Work order – Take each line of the data that contains the string "exactly" and copy it.

Input data –
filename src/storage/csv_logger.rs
//! Buffered append-only CSV logger
//!
//! Durability discipline:
//! - the header line is written exactly once, when the file is new or
//!   empty; reopening an existing store never rewrites or reorders it
//! - records accumulate in an in-memory buffer and are flushed as a single
//!   append once the buffer reaches the flush interval
//! - a flush either persists the entire buffer or leaves it untouched and
//!   reports the failure, so a restart can re-attempt without silent loss
//!
//! The file is opened in append mode by exactly one writer and held open
//! for the life of the logger.

use std::fs::{File, OpenOptions};
use std::io::Write;
use std::path::{Path, PathBuf};

use thiserror::Error;
use tracing::debug;

use crate::types::{MeasurementRecord, CSV_HEADER};

/// Storage failures. Fatal at the point they occur; a failed flush leaves
/// the buffer intact.
#[derive(Debug, Error)]
pub enum StorageError {
    #[error("failed to create log directory {path}: {source}")]
    CreateDir {
        path: PathBuf,
        source: std::io::Error,
    },

    #[error("failed to open log file {path}: {source}")]
    Open {
        path: PathBuf,
        source: std::io::Error,
    },

    #[error("failed to append to log file {path}: {source}")]
    Append {
        path: PathBuf,
        source: std::io::Error,
    },
}

/// Buffered CSV logger over a single append-only file.
pub struct CsvLogger {
    path: PathBuf,
    file: File,
    buffer: Vec<MeasurementRecord>,
    flush_interval: usize,
    total_written: u64,
}

impl CsvLogger {
    /// Open (or create) the store at `path`, creating parent directories
    /// as needed. Writes the column header only when the file is new or
    /// empty.
    pub fn open(path: &Path, flush_interval: usize) -> Result<Self, StorageError> {
        if let Some(parent) = path.parent() {
            if !parent.as_os_str().is_empty() {
                std::fs::create_dir_all(parent).map_err(|e| StorageError::CreateDir {
                    path: parent.to_path_buf(),
                    source: e,
                })?;
            }
        }

        let mut file = OpenOptions::new()
            .create(true)
            .append(true)
            .open(path)
            .map_err(|e| StorageError::Open {
                path: path.to_path_buf(),
                source: e,
            })?;

        let is_new = file
            .metadata()
            .map(|m| m.len() == 0)
            .map_err(|e| StorageError::Open {
                path: path.to_path_buf(),
                source: e,
            })?;
        if is_new {
            file.write_all(format!("{CSV_HEADER}\n").as_bytes())
                .and_then(|()| file.sync_data())
                .map_err(|e| StorageError::Append {
                    path: path.to_path_buf(),
                    source: e,
                })?;
        }

        Ok(Self {
            path: path.to_path_buf(),
            file,
            buffer: Vec::with_capacity(flush_interval.max(1)),
            flush_interval: flush_interval.max(1),
            total_written: 0,
        })
    }

    /// Append a record to the buffer, flushing synchronously once the
    /// buffer reaches the flush interval.
    pub fn log(&mut self, record: MeasurementRecord) -> Result<(), StorageError> {
        self.buffer.push(record);
        if self.buffer.len() >= self.flush_interval {
            self.flush()?;
        }
        Ok(())
    }

    /// Persist all buffered records as one append, in insertion order.
    ///
    /// No-op on an empty buffer. On failure the buffer is left unmodified.
    pub fn flush(&mut self) -> Result<(), StorageError> {
        if self.buffer.is_empty() {
            return Ok(());
        }

        let mut chunk = String::with_capacity(self.buffer.len() * 96);
        for record in &self.buffer {
            chunk.push_str(&record.to_csv_row());
            chunk.push('\n');
        }

        self.file
            .write_all(chunk.as_bytes())
            .and_then(|()| self.file.sync_data())
            .map_err(|e| StorageError::Append {
                path: self.path.clone(),
                source: e,
            })?;

        self.total_written += self.buffer.len() as u64;
        debug!(
            flushed = self.buffer.len(),
            total = self.total_written,
            "flushed records to store"
        );
        self.buffer.clear();
        Ok(())
    }

    /// Records currently buffered, awaiting persistence.
    pub fn buffered(&self) -> usize {
        self.buffer.len()
    }

    /// Monotonic count of records durably written since open.
    pub fn total_written(&self) -> u64 {
        self.total_written
    }

    pub fn path(&self) -> &Path {
        &self.path
    }
}

// ============================================================================
// Tests
// ============================================================================

#[cfg(test)]
mod tests {
    use super::*;
    use crate::types::{MachineState, Measurement, MeasurementRecord};
    use chrono::{TimeZone, Utc};

    fn record(seq: i64) -> MeasurementRecord {
        let ts = Utc.with_ymd_and_hms(2024, 3, 1, 12, 0, 0).unwrap()
            + chrono::Duration::seconds(seq);
        MeasurementRecord::new(
            ts,
            "pi-test",
            "machine-T",
            Measurement {
                rms_current: 0.7,
                power_w: 483.0,
            },
            230.0,
            MachineState::Running,
        )
    }

    #[test]
    fn failed_flush_leaves_buffer_intact_and_counter_unchanged() {
        let dir = tempfile::tempdir().unwrap();
        let path = dir.path().join("readings.csv");
        let mut logger = CsvLogger::open(&path, 10).unwrap();
        for i in 0..3 {
            logger.log(record(i)).unwrap();
        }

        // Swap the held handle for a read-only one so the append fails
        logger.file = File::open(&path).unwrap();
        let err = logger.flush().unwrap_err();
        assert!(matches!(err, StorageError::Append { .. }));
        assert_eq!(logger.buffered(), 3, "buffer must survive a failed flush");
        assert_eq!(logger.total_written(), 0);

        // A restored writer re-attempts the same buffer successfully
        logger.file = OpenOptions::new().append(true).open(&path).unwrap();
        logger.flush().unwrap();
        assert_eq!(logger.buffered(), 0);
        assert_eq!(logger.total_written(), 3);

        let contents = std::fs::read_to_string(&path).unwrap();
        assert_eq!(contents.lines().count(), 4); // header + 3 records
    }
}
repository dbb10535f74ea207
//! Machine state classification from RMS current
//!
//! Two-threshold rule, evaluated in order: below the idle threshold the
//! machine is `idle`; above the fault threshold it is `fault`; everything
//! else — including both boundary values — is `running`.

use crate::config::MonitorConfig;
use crate::types::MachineState;

/// Threshold-based classifier over RMS current (A).
#[derive(Debug, Clone, Copy)]
pub struct StateClassifier {
    idle_threshold_amps: f64,
    fault_threshold_amps: f64,
}

impl StateClassifier {
    pub fn new(idle_threshold_amps: f64, fault_threshold_amps: f64) -> Self {
        Self {
            idle_threshold_amps,
            fault_threshold_amps,
        }
    }

    pub fn from_config(config: &MonitorConfig) -> Self {
        Self::new(config.thresholds.idle_amps, config.thresholds.fault_amps)
    }

    /// Classify one RMS current reading.
    pub fn classify(&self, rms_current: f64) -> MachineState {
        if rms_current < self.idle_threshold_amps {
            MachineState::Idle
        } else if rms_current > self.fault_threshold_amps {
            MachineState::Fault
        } else {
            MachineState::Running
        }
    }
}

// ============================================================================
// Tests
// ============================================================================
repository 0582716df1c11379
use std::fmt;
use thiserror::Error;

/// The API call an error came from. Each one carries the prefix the user sees.
#[derive(Debug, Clone, Copy, PartialEq, Eq)]
pub enum Operation {
    FetchProducts,
    FetchProduct,
    FetchProductsByCategory,
    FetchCategories,
    SearchProducts,
    GetRecommendations,
    FetchRecommendationHistory,
    HealthCheck,
}

impl fmt::Display for Operation {
    fn fmt(&self, f: &mut fmt::Formatter<'_>) -> fmt::Result {
        let prefix = match self {
            Operation::FetchProducts => "Failed to fetch products",
            Operation::FetchProduct => "Failed to fetch product",
            Operation::FetchProductsByCategory => "Failed to fetch products by category",
            Operation::FetchCategories => "Failed to fetch categories",
            Operation::SearchProducts => "Failed to search products",
            Operation::GetRecommendations => "Failed to get recommendations",
            Operation::FetchRecommendationHistory => "Failed to fetch recommendation history",
            Operation::HealthCheck => "Health check failed",
        };
        f.write_str(prefix)
    }
}

#[derive(Error, Debug)]
pub enum ClientError {
    #[error("Unable to connect to server. Please make sure the backend is running.")]
    ConnectionRefused,

    #[error("timeout of {timeout_ms}ms exceeded")]
    Timeout { timeout_ms: u64 },

    #[error("Request failed with status code {status}")]
    HttpStatus { status: u16 },

    #[error("API returned {found} instead of product array. Check backend URL.")]
    UnexpectedPayload { found: &'static str },

    #[error("Products API endpoint not found. Check the API base URL ends with /api")]
    EndpointNotFound,

    #[error("Backend server error. Please try again later.")]
    ServerError,

    #[error("{operation}: {source}")]
    Request {
        operation: Operation,
        #[source]
        source: Box<ClientError>,
    },

    #[error("API request failed: {0}")]
    Transport(#[from] reqwest::Error),

    #[error("Serialization error: {0}")]
    Serialization(#[from] serde_json::Error),

    #[error("IO error: {0}")]
    Io(#[from] std::io::Error),

    #[error("Configuration error: {message}")]
    Config { message: String },

    #[error("Invalid value '{value}' for {field}: {reason}")]
    InvalidConfigValue {
        field: String,
        value: String,
        reason: String,
    },

    #[error("Validation error: {message}")]
    Validation { message: String },
}

#[derive(Debug, Clone, Copy, PartialEq, Eq, PartialOrd, Ord)]
pub enum ErrorSeverity {
    Low,
    Medium,
    High,
    Critical,
}

impl ClientError {
    /// Wraps a low-level failure with the message prefix of `operation`.
    pub fn during(self, operation: Operation) -> Self {
        ClientError::Request {
            operation,
            source: Box::new(self),
        }
    }

    /// The innermost error, skipping any operation wrappers.
    pub fn root(&self) -> &ClientError {
        match self {
            ClientError::Request { source, .. } => source.root(),
            other => other,
        }
    }

    /// HTTP status code of the failed response, if the server answered at all.
    pub fn status(&self) -> Option<u16> {
        match self.root() {
            ClientError::HttpStatus { status } => Some(*status),
            ClientError::EndpointNotFound => Some(404),
            _ => None,
        }
    }

    pub fn is_unexpected_payload(&self) -> bool {
        matches!(self.root(), ClientError::UnexpectedPayload { .. })
    }

    pub fn severity(&self) -> ErrorSeverity {
        match self.root() {
            ClientError::Validation { .. } => ErrorSeverity::Low,
            ClientError::ConnectionRefused
            | ClientError::Timeout { .. }
            | ClientError::ServerError
            | ClientError::Transport(_) => ErrorSeverity::Medium,
            ClientError::HttpStatus { status } if *status >= 500 => ErrorSeverity::Medium,
            ClientError::Config { .. } | ClientError::InvalidConfigValue { .. } => {
                ErrorSeverity::Critical
            }
            _ => ErrorSeverity::High,
        }
    }

    pub fn recovery_suggestion(&self) -> &'static str {
        match self.root() {
            ClientError::ConnectionRefused => "Start the backend or point --api-url at a running one",
            ClientError::Timeout { .. } => "Raise --timeout-ms or check the backend load",
            ClientError::EndpointNotFound | ClientError::UnexpectedPayload { .. } => {
                "Check that the API base URL points at the backend and ends with /api"
            }
            ClientError::HttpStatus { status } if *status == 404 => {
                "Check the identifier or category name you asked for"
            }
            ClientError::ServerError | ClientError::HttpStatus { .. } => {
                "Try again later or inspect the backend logs"
            }
            ClientError::Config { .. } | ClientError::InvalidConfigValue { .. } => {
                "Fix the configuration value and run again"
            }
            ClientError::Validation { .. } => "Adjust the command arguments and run again",
            _ => "Run again with --verbose for details",
        }
    }
}

pub type Result<T> = std::result::Result<T, ClientError>;
pub mod adapters;
pub mod app;
pub mod config;
pub mod domain;
pub mod ui;
pub mod utils;

#[cfg(feature = "cli")]
pub use config::cli::CliConfig;

pub use adapters::http::ApiClient;
pub use app::shell::AppShell;
pub use config::Settings;
pub use domain::model::{Product, ProductId, Recommendation, RecommendationResponse};
pub use domain::ports::CatalogApi;
pub use utils::error::{ClientError, Result};
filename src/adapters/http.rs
use crate::domain::model::{
    json_type_name, HealthStatus, HistoryEntry, Product, ProductId, RecommendationRequest,
    RecommendationResponse,
};
use crate::domain::ports::{CatalogApi, ConfigProvider};
use crate::utils::error::{ClientError, Operation, Result};
use crate::utils::validation::validate_url;
use async_trait::async_trait;
use reqwest::header::{HeaderMap, HeaderValue, CONTENT_TYPE};
use reqwest::{Client, Method};
use serde::de::DeserializeOwned;
use serde_json::Value;
use std::time::Duration;
use url::Url;

pub const DEFAULT_TIMEOUT: Duration = Duration::from_millis(30_000);

/// HTTP client for the catalog backend. One attempt per call, no retries.
#[derive(Debug, Clone)]
pub struct ApiClient {
    base_url: Url,
    client: Client,
    timeout: Duration,
}

impl ApiClient {
    pub fn new(base_url: &str, timeout: Duration) -> Result<Self> {
        let base_url = validate_url("api_base_url", base_url)?;
        if base_url.cannot_be_a_base() {
            return Err(ClientError::Config {
                message: format!("API base URL cannot carry paths: {}", base_url),
            });
        }

        let mut headers = HeaderMap::new();
        headers.insert(CONTENT_TYPE, HeaderValue::from_static("application/json"));
        let client = Client::builder()
            .timeout(timeout)
            .default_headers(headers)
            .build()?;

        tracing::info!("[API] Using base URL: {}", base_url);
        Ok(Self {
            base_url,
            client,
            timeout,
        })
    }

    pub fn from_config<C: ConfigProvider>(config: &C) -> Result<Self> {
        Self::new(config.api_base_url(), config.request_timeout())
    }

    pub fn base_url(&self) -> &Url {
        &self.base_url
    }

    fn endpoint(&self, segments: &[&str]) -> Result<Url> {
        let mut url = self.base_url.clone();
        url.path_segments_mut()
            .map_err(|_| ClientError::Config {
                message: format!("API base URL cannot carry paths: {}", self.base_url),
            })?
            .pop_if_empty()
            .extend(segments);
        Ok(url)
    }

    fn classify(&self, error: reqwest::Error) -> ClientError {
        tracing::error!("API response error: {}", error);
        if error.is_timeout() {
            ClientError::Timeout {
                timeout_ms: self.timeout.as_millis() as u64,
            }
        } else if error.is_connect() {
            ClientError::ConnectionRefused
        } else {
            ClientError::Transport(error)
        }
    }

    async fn fetch(
        &self,
        method: Method,
        segments: &[&str],
        query: &[(&str, &str)],
        body: Option<&RecommendationRequest>,
    ) -> Result<Vec<u8>> {
        let url = self.endpoint(segments)?;
        tracing::info!("Making API request: {} /{}", method, segments.join("/"));

        let mut request = self.client.request(method, url);
        if !query.is_empty() {
            request = request.query(query);
        }
        if let Some(body) = body {
            request = request.json(body);
        }

        let response = request.send().await.map_err(|e| self.classify(e))?;
        let status = response.status();
        tracing::debug!("API response status: {}", status);

        if !status.is_success() {
            tracing::error!("API response error: status {}", status);
            return Err(ClientError::HttpStatus {
                status: status.as_u16(),
            });
        }

        let bytes = response.bytes().await.map_err(|e| self.classify(e))?;
        Ok(bytes.to_vec())
    }

    async fn get_json<T: DeserializeOwned>(
        &self,
        segments: &[&str],
        query: &[(&str, &str)],
    ) -> Result<T> {
        let body = self.fetch(Method::GET, segments, query, None).await?;
        Ok(serde_json::from_slice(&body)?)
    }

    async fn post_json<T: DeserializeOwned>(
        &self,
        segments: &[&str],
        body: &RecommendationRequest,
    ) -> Result<T> {
        let body = self.fetch(Method::POST, segments, &[], Some(body)).await?;
        Ok(serde_json::from_slice(&body)?)
    }

    async fn fetch_product_list(&self) -> Result<Vec<Product>> {
        let body = self.fetch(Method::GET, &["products"], &[], None).await?;

        // A proxy answering with an HTML page is the usual culprit, so non-JSON is a string.
        let data = serde_json::from_slice::<Value>(&body)
            .unwrap_or_else(|_| Value::String(String::from_utf8_lossy(&body).into_owned()));

        let Value::Array(items) = data else {
            let found = json_type_name(&data);
            tracing::error!("API /products returned non-array: {}", found);
            return Err(ClientError::UnexpectedPayload { found });
        };

        items
            .into_iter()
            .map(|item| serde_json::from_value(item).map_err(ClientError::from))
            .collect()
    }
}

#[async_trait]
impl CatalogApi for ApiClient {
    async fn get_all_products(&self) -> Result<Vec<Product>> {
        self.fetch_product_list().await.map_err(|e| match e {
            ClientError::HttpStatus { status: 404 } => ClientError::EndpointNotFound,
            ClientError::HttpStatus { status } if status >= 500 => ClientError::ServerError,
            other => other.during(Operation::FetchProducts),
        })
    }

    async fn get_product_by_id(&self, id: &ProductId) -> Result<Product> {
        let id = id.to_string();
        self.get_json(&["products", id.as_str()], &[])
            .await
            .map_err(|e| e.during(Operation::FetchProduct))
    }

    async fn get_products_by_category(&self, category: &str) -> Result<Vec<Product>> {
        self.get_json(&["products", "category", category], &[])
            .await
            .map_err(|e| e.during(Operation::FetchProductsByCategory))
    }

    async fn get_categories(&self) -> Result<Vec<String>> {
        self.get_json(&["products", "categories"], &[])
            .await
            .map_err(|e| e.during(Operation::FetchCategories))
    }

    async fn search_products(&self, query: &str) -> Result<Vec<Product>> {
        self.get_json(&["products", "search"], &[("q", query)])
            .await
            .map_err(|e| e.during(Operation::SearchProducts))
    }

    async fn get_recommendations(
        &self,
        request: &RecommendationRequest,
    ) -> Result<RecommendationResponse> {
        self.post_json(&["recommendations"], request)
            .await
            .map_err(|e| e.during(Operation::GetRecommendations))
    }

    async fn get_recommendation_history(&self) -> Result<Vec<HistoryEntry>> {
        self.get_json(&["recommendations", "history"], &[])
            .await
            .map_err(|e| e.during(Operation::FetchRecommendationHistory))
    }

    async fn check_health(&self) -> Result<HealthStatus> {
        self.get_json(&["health"], &[])
            .await
            .map_err(|e| e.during(Operation::HealthCheck))
    }
}
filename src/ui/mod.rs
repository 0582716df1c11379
pub mod render;
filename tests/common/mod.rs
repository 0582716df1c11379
#![allow(dead_code)]

use httpmock::prelude::*;
use serde_json::{json, Value};

pub fn product(id: i64, name: &str, category: &str, price: f64) -> Value {
    json!({
        "id": id,
        "name": name,
        "description": format!("{} for everyday use", name),
        "category": category,
        "brand": "Acme",
        "price": price,
        "rating": 4.5,
        "image_url": null,
        "specifications": "{\"warranty_years\": 2}"
    })
}

pub fn catalog() -> Value {
    json!([
        product(1, "Phone X", "Electronics", 499.0),
        product(2, "Blender Pro", "Kitchen", 89.99),
        product(3, "Laptop Air", "Electronics", 1299.0),
        product(4, "Trail Runner", "Sports", 120.0)
    ])
}

pub fn recommendations() -> Value {
    json!({
        "recommendations": [
            {
                "product": product(1, "Phone X", "Electronics", 499.0),
                "reasoning": "Fits a $500 budget with a strong camera",
                "relevanceScore": 0.91
            },
            {
                "product": product(5, "Phone Lite", "Electronics", 299.0),
                "reasoning": "Cheaper option with good battery life",
                "relevanceScore": 0.74
            }
        ],
        "summary": "Two phones under $500 match your request"
    })
}

pub async fn mock_catalog(server: &MockServer) {
    server
        .mock_async(|when, then| {
            when.method(GET).path("/api/products");
            then.status(200).json_body(catalog());
        })
        .await;
}
use serde::{Deserialize, Deserializer, Serialize};
use serde_json::{Map, Value};
use std::fmt;
use std::str::FromStr;

/// Product identifier as the backend sends it: usually a number, sometimes a string.
#[derive(Debug, Clone, PartialEq, Eq, Hash, Serialize, Deserialize)]
#[serde(untagged)]
pub enum ProductId {
    Int(i64),
    Text(String),
}

impl fmt::Display for ProductId {
    fn fmt(&self, f: &mut fmt::Formatter<'_>) -> fmt::Result {
        match self {
            ProductId::Int(id) => write!(f, "{}", id),
            ProductId::Text(id) => f.write_str(id),
        }
    }
}

impl FromStr for ProductId {
    type Err = std::convert::Infallible;

    fn from_str(s: &str) -> Result<Self, Self::Err> {
        Ok(s.parse::<i64>()
            .map(ProductId::Int)
            .unwrap_or_else(|_| ProductId::Text(s.to_string())))
    }
}

impl From<i64> for ProductId {
    fn from(id: i64) -> Self {
        ProductId::Int(id)
    }
}

#[derive(Debug, Clone, PartialEq, Serialize, Deserialize)]
pub struct Product {
    pub id: ProductId,
    pub name: String,
    #[serde(default)]
    pub description: String,
    pub category: String,
    #[serde(default)]
    pub brand: String,
    #[serde(deserialize_with = "lenient_number")]
    pub price: f64,
    #[serde(default, deserialize_with = "lenient_number")]
    pub rating: f64,
    #[serde(default)]
    pub image_url: Option<String>,
    #[serde(default, deserialize_with = "specifications_map")]
    pub specifications: Map<String, Value>,
}

#[derive(Debug, Clone, PartialEq, Serialize, Deserialize)]
pub struct Recommendation {
    pub product: Product,
    #[serde(default)]
    pub reasoning: String,
    #[serde(rename = "relevanceScore", default)]
    pub relevance_score: Option<f64>,
}

#[derive(Debug, Clone, PartialEq, Serialize, Deserialize)]
pub struct RecommendationResponse {
    #[serde(default)]
    pub recommendations: Option<Vec<Recommendation>>,
    #[serde(default)]
    pub summary: Option<String>,
}

#[derive(Debug, Clone, Default, PartialEq, Serialize, Deserialize)]
pub struct PriceRange {
    #[serde(skip_serializing_if = "Option::is_none")]
    pub min: Option<f64>,
    #[serde(skip_serializing_if = "Option::is_none")]
    pub max: Option<f64>,
}

impl PriceRange {
    pub fn new(min: Option<f64>, max: Option<f64>) -> Option<Self> {
        if min.is_none() && max.is_none() {
            None
        } else {
            Some(Self { min, max })
        }
    }
}

/// Body of `POST /recommendations`. Unset filters are left out of the JSON entirely.
#[derive(Debug, Clone, PartialEq, Serialize, Deserialize)]
pub struct RecommendationRequest {
    pub query: String,
    #[serde(skip_serializing_if = "Option::is_none")]
    pub category: Option<String>,
    #[serde(rename = "priceRange", skip_serializing_if = "Option::is_none")]
    pub price_range: Option<PriceRange>,
}

impl RecommendationRequest {
    pub fn new(query: impl Into<String>) -> Self {
        Self {
            query: query.into(),
            category: None,
            price_range: None,
        }
    }

    pub fn with_category(mut self, category: Option<String>) -> Self {
        self.category = category.filter(|c| !c.is_empty());
        self
    }

    pub fn with_price_range(mut self, price_range: Option<PriceRange>) -> Self {
        self.price_range = price_range;
        self
    }
}

#[derive(Debug, Clone, PartialEq, Serialize, Deserialize)]
pub struct HistoryEntry {
    #[serde(default)]
    pub query: String,
    #[serde(default)]
    pub category: Option<String>,
    #[serde(default, alias = "createdAt", alias = "timestamp")]
    pub created_at: Option<String>,
    #[serde(flatten)]
    pub extra: Map<String, Value>,
}

#[derive(Debug, Clone, PartialEq, Serialize, Deserialize)]
pub struct HealthStatus {
    #[serde(default)]
    pub status: String,
    #[serde(flatten)]
    pub details: Map<String, Value>,
}

/// `typeof`-style name of a JSON value, used when a payload has the wrong shape.
pub fn json_type_name(value: &Value) -> &'static str {
    match value {
        Value::Null | Value::Object(_) | Value::Array(_) => "object",
        Value::Bool(_) => "boolean",
        Value::Number(_) => "number",
        Value::String(_) => "string",
    }
}

fn lenient_number<'de, D>(deserializer: D) -> Result<f64, D::Error>
where
    D: Deserializer<'de>,
{
    match Value::deserialize(deserializer)? {
        Value::Number(n) => n
            .as_f64()
            .ok_or_else(|| serde::de::Error::custom("number out of range")),
        Value::String(s) => s
            .trim()
            .parse::<f64>()
            .map_err(|_| serde::de::Error::custom(format!("invalid number: {}", s))),
        Value::Null => Ok(0.0),
        other => Err(serde::de::Error::custom(format!(
            "expected number, found {}",
            json_type_name(&other)
        ))),
    }
}

// Some backends store specifications as a JSON-encoded string column.
fn specifications_map<'de, D>(deserializer: D) -> Result<Map<String, Value>, D::Error>
where
    D: Deserializer<'de>,
{
    let raw = Option::<Value>::deserialize(deserializer)?;
    Ok(match raw {
        Some(Value::Object(map)) => map,
        Some(Value::String(text)) => match serde_json::from_str::<Value>(&text) {
            Ok(Value::Object(map)) => map,
            _ => {
                tracing::warn!("Ignoring unparseable product specifications: {}", text);
                Map::new()
            }
        },
        _ => Map::new(),
    })
}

Result –
//! - the header line is written exactly once, when the file is new or
//! The file is opened in append mode by exactly one writer and held open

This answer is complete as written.